1.25. Displaying Progress with UIProgressView

Problem

You want to display a progress bar on the screen, depicting the progress of a certain task; for instance, the progress of downloading a file from a URL.

Solution

Instantiate a view of type UIProgressView and place it on another view.

Discussion

A progress view is what programmers generally call a progress bar. An example of a progress view is depicted in Figure 1-68.

A simple progress view

Figure 1-68. A simple progress view

Progress views are generally displayed to users to show them the progress of a task that has a well-defined starting and ending point. For instance, downloading 30 files is a well-defined task with a specific starting and ending point. This task obviously finishes when all 30 files have been downloaded. A progress view is an instance of UIProgressView and is initialized using the designated initializer of this class, the initWithProgressViewStyle: method. This method takes in the style of the progress bar to be created as a parameter. This parameter is of type UIProgressViewStyle and can therefore be one of the following values:

UIProgressViewStyleDefault

This is the default style of the progress view. An example of this is the progress view shown in Figure 1-68.

UIProgressViewStyleBar

This is similar to the UIProgressViewStyleDefault but is meant to be used for progress views that are to be added to a toolbar.

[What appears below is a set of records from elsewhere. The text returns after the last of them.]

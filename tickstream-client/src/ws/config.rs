//! WebSocket client configuration.

use serde::{Deserialize, Serialize};
use std::time::Duration;
use tickstream_core::config::FeedSettings;

/// Configuration for the WebSocket client.
///
/// The reconnect policy is a fixed delay: no jitter, no backoff, no attempt
/// cap. A single timer may be pending per connection at any time.
#[derive(Debug, Clone, Serialize, Deserialize)]
pub struct WsConfig {
    /// WebSocket endpoint URL.
    pub url: String,

    /// Connection timeout in milliseconds.
    #[serde(default = "default_connect_timeout_ms")]
    pub connect_timeout_ms: u64,

    /// Whether automatic reconnection is enabled.
    #[serde(default = "default_auto_reconnect")]
    pub auto_reconnect: bool,

    /// Fixed reconnection delay in milliseconds.
    #[serde(default = "default_reconnect_delay_ms")]
    pub reconnect_delay_ms: u64,

    /// Outbound queue capacity.
    #[serde(default = "default_send_queue_capacity")]
    pub send_queue_capacity: usize,
}

fn default_connect_timeout_ms() -> u64 {
    10_000
}

fn default_auto_reconnect() -> bool {
    true
}

fn default_reconnect_delay_ms() -> u64 {
    3_000
}

fn default_send_queue_capacity() -> usize {
    100
}

impl Default for WsConfig {
    fn default() -> Self {
        Self {
            url: String::new(),
            connect_timeout_ms: default_connect_timeout_ms(),
            auto_reconnect: default_auto_reconnect(),
            reconnect_delay_ms: default_reconnect_delay_ms(),
            send_queue_capacity: default_send_queue_capacity(),
        }
    }
}

impl WsConfig {
    /// Creates a new builder for `WsConfig`.
    #[must_use]
    pub fn builder() -> WsConfigBuilder {
        WsConfigBuilder::default()
    }

    /// Builds a config from feed settings (endpoint chosen once, here).
    #[must_use]
    pub fn from_settings(settings: &FeedSettings) -> Self {
        Self {
            url: settings.ws_url(),
            connect_timeout_ms: settings.connect_timeout_ms,
            auto_reconnect: settings.auto_reconnect,
            reconnect_delay_ms: settings.reconnect_delay_ms,
            send_queue_capacity: default_send_queue_capacity(),
        }
    }

    /// Returns the connection timeout as a `Duration`.
    #[must_use]
    pub fn connect_timeout(&self) -> Duration {
        Duration::from_millis(self.connect_timeout_ms)
    }

    /// Returns the reconnect delay as a `Duration`.
    #[must_use]
    pub fn reconnect_delay(&self) -> Duration {
        Duration::from_millis(self.reconnect_delay_ms)
    }
}

/// Builder for [`WsConfig`].
#[derive(Debug, Default)]
pub struct WsConfigBuilder {
    url: Option<String>,
    connect_timeout_ms: Option<u64>,
    auto_reconnect: Option<bool>,
    reconnect_delay_ms: Option<u64>,
    send_queue_capacity: Option<usize>,
}

impl WsConfigBuilder {
    /// Sets the WebSocket URL.
    #[must_use]
    pub fn url(mut self, url: impl Into<String>) -> Self {
        self.url = Some(url.into());
        self
    }

    /// Sets the connection timeout.
    #[must_use]
    pub fn connect_timeout(mut self, timeout: Duration) -> Self {
        self.connect_timeout_ms = Some(timeout.as_millis() as u64);
        self
    }

    /// Sets whether automatic reconnection is enabled.
    #[must_use]
    pub fn auto_reconnect(mut self, enabled: bool) -> Self {
        self.auto_reconnect = Some(enabled);
        self
    }

    /// Sets the fixed reconnection delay.
    #[must_use]
    pub fn reconnect_delay(mut self, delay: Duration) -> Self {
        self.reconnect_delay_ms = Some(delay.as_millis() as u64);
        self
    }

    /// Sets the outbound queue capacity.
    #[must_use]
    pub fn send_queue_capacity(mut self, capacity: usize) -> Self {
        self.send_queue_capacity = Some(capacity);
        self
    }

    /// Builds the `WsConfig`.
    #[must_use]
    pub fn build(self) -> WsConfig {
        WsConfig {
            url: self.url.unwrap_or_default(),
            connect_timeout_ms: self
                .connect_timeout_ms
                .unwrap_or_else(default_connect_timeout_ms),
            auto_reconnect: self.auto_reconnect.unwrap_or_else(default_auto_reconnect),
            reconnect_delay_ms: self
                .reconnect_delay_ms
                .unwrap_or_else(default_reconnect_delay_ms),
            send_queue_capacity: self
                .send_queue_capacity
                .unwrap_or_else(default_send_queue_capacity),
        }
    }
}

An instance of UIProgressView defines a property called progress (of type float). This property tells iOS how the bar inside the progress view should be rendered. This value must be in the range +0 to +1.0. If the value of +0 is given, the progress bar won’t appear to have started yet. A value of +1.0 shows progress of 100%. The progress depicted in Figure 1-68 is 0.5 (or 50%).

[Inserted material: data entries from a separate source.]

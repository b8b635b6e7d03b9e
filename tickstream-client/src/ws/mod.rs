//! WebSocket client infrastructure.
//!
//! This module provides the resilient transport underneath the dashboard
//! feed:
//! - Connection state machine with an exclusively-owned transport handle
//! - Fixed-delay reconnect scheduler (single pending timer per connection)
//! - Envelope dispatcher with a reactive heartbeat responder
//!
//! # Example
//!
//! ```ignore
//! use tickstream_client::ws::{WsClient, WsConfig, FeedCallback};
//!
//! let config = WsConfig::builder()
//!     .url("ws://localhost:8000/ws")
//!     .auto_reconnect(true)
//!     .build();
//!
//! let client = WsClient::new(config);
//! client.set_callback(MyCallback);
//! client.connect().await?;
//! ```

mod client;
mod config;
mod envelope;
mod state;

pub use client::{FeedCallback, WsClient};
pub use config::{WsConfig, WsConfigBuilder};
pub use envelope::{tags, Envelope, PONG_REPLY};
pub use state::ConnectionState;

To get used to creating progress views, let’s create one similar to what we saw in Figure 1-68. First things first: define a property for your progress view:

#import "ViewController.h"

@interface ViewController ()
@property (nonatomic, strong) UIProgressView *progressView;
@end

@implementation ViewController

Then instantiate an object of type UIProgressView:

- (void)viewDidLoad{

    [super viewDidLoad];

    self.progressView = [[UIProgressView alloc]
                         initWithProgressViewStyle:UIProgressViewStyleBar];
    self.progressView.center = self.view.center;
    self.progressView.progress = 20.0f / 30.0f;
    [self.view addSubview:self.progressView];

}

Obviously, creating a progress view is very straightforward. All you really need to do is display your progress correctly, because the progress property of a progress view should be in the range +0 to +1.0, which is a normalized value. So if you have 30 tasks to take care of and you have completed 20 of them so far, you need to assign the result of the following equation to the progress property of your progress view:

self.progressView.progress = 20.0f / 30.0f;

Warning

The reason the values 20 and 30 are passed to the equation as floating-point values is to tell the compiler that the division has to happen on floating-point values, producing a value with decimal numbers. If you provided the integer division 20/30 to the compiler to place inside the progress property of your progress view, you would get the integral value of 0 out of the division, because the compiler will perform integer division that truncates the result to the next lower integer. In short, your progress view would show zero progress all the way to the end, when 30/30 produces the result of 1; not of much value to the user.